**Directions for this task**.
For this exercise, restate word for word only the lines from the first line of the data to the line containing "methods never collides.".

Given records Start Marker

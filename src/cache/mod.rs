//! Response caching for repeated reads.
//!
//! The pipeline consults a [`ResponseCache`] before doing any work and
//! stores successful GET responses after the status check. Keys combine the
//! HTTP method and the full request address, so the same address fetched
//! with different methods never collides.

use std::collections::HashMap;
use std::sync::{Mutex, MutexGuard, PoisonError};
use std::time::Duration;

use reqwest::Method;
use tokio::time::Instant;
use tracing::{debug, trace};

use crate::pipeline::HttpResponse;

/// Cache key for a request: method and address.
pub fn cache_key(method: &Method, url: &str) -> String {
    format!("{method} {url}")
}

/// Store for buffered response snapshots.
///
/// Implementations return snapshots by value; the pipeline decodes a stored
/// response exactly as it would a fresh one.
pub trait ResponseCache: Send + Sync {
    fn get(&self, key: &str) -> Option<HttpResponse>;
    fn set(&self, key: &str, response: HttpResponse);
}

struct Entry {
    response: HttpResponse,
    stored_at: Instant,
}

/// In-memory [`ResponseCache`] with an optional time-to-live.
///
/// Without a TTL entries live until replaced or [`clear`](MemoryCache::clear)
/// is called. Expired entries are evicted lazily on read.
pub struct MemoryCache {
    entries: Mutex<HashMap<String, Entry>>,
    ttl: Option<Duration>,
}

impl MemoryCache {
    pub fn new() -> Self {
        Self {
            entries: Mutex::new(HashMap::new()),
            ttl: None,
        }
    }

    pub fn with_ttl(ttl: Duration) -> Self {
        Self {
            entries: Mutex::new(HashMap::new()),
            ttl: Some(ttl),
        }
    }

    pub fn len(&self) -> usize {
        self.lock().len()
    }

    pub fn is_empty(&self) -> bool {
        self.lock().is_empty()
    }

    pub fn clear(&self) {
        self.lock().clear();
        debug!("response cache cleared");
    }

    fn lock(&self) -> MutexGuard<'_, HashMap<String, Entry>> {
        self.entries.lock().unwrap_or_else(PoisonError::into_inner)
    }
}

impl Default for MemoryCache {
    fn default() -> Self {
        Self::new()
    }
}

impl ResponseCache for MemoryCache {
    fn get(&self, key: &str) -> Option<HttpResponse> {
        let mut entries = self.lock();
        let expired = match (&self.ttl, entries.get(key)) {
            (Some(ttl), Some(entry)) => entry.stored_at.elapsed() >= *ttl,
            _ => false,
        };
        if expired {
            entries.remove(key);
            trace!(key = %key, "evicted expired cache entry");
            return None;
        }
        entries.get(key).map(|entry| entry.response.clone())
    }

    fn set(&self, key: &str, response: HttpResponse) {
        debug!(key = %key, status = %response.status, "caching response");
        self.lock().insert(
            key.to_string(),
            Entry {
                response,
                stored_at: Instant::now(),
            },
        );
    }
}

Given records End Marker

**Your response**.
filename src/cache/mod.rs
//! Response caching for repeated reads.
//!
//! The pipeline consults a [`ResponseCache`] before doing any work and
//! stores successful GET responses after the status check. Keys combine the
//! HTTP method and the full request address, so the same address fetched
//! with different methods never collides.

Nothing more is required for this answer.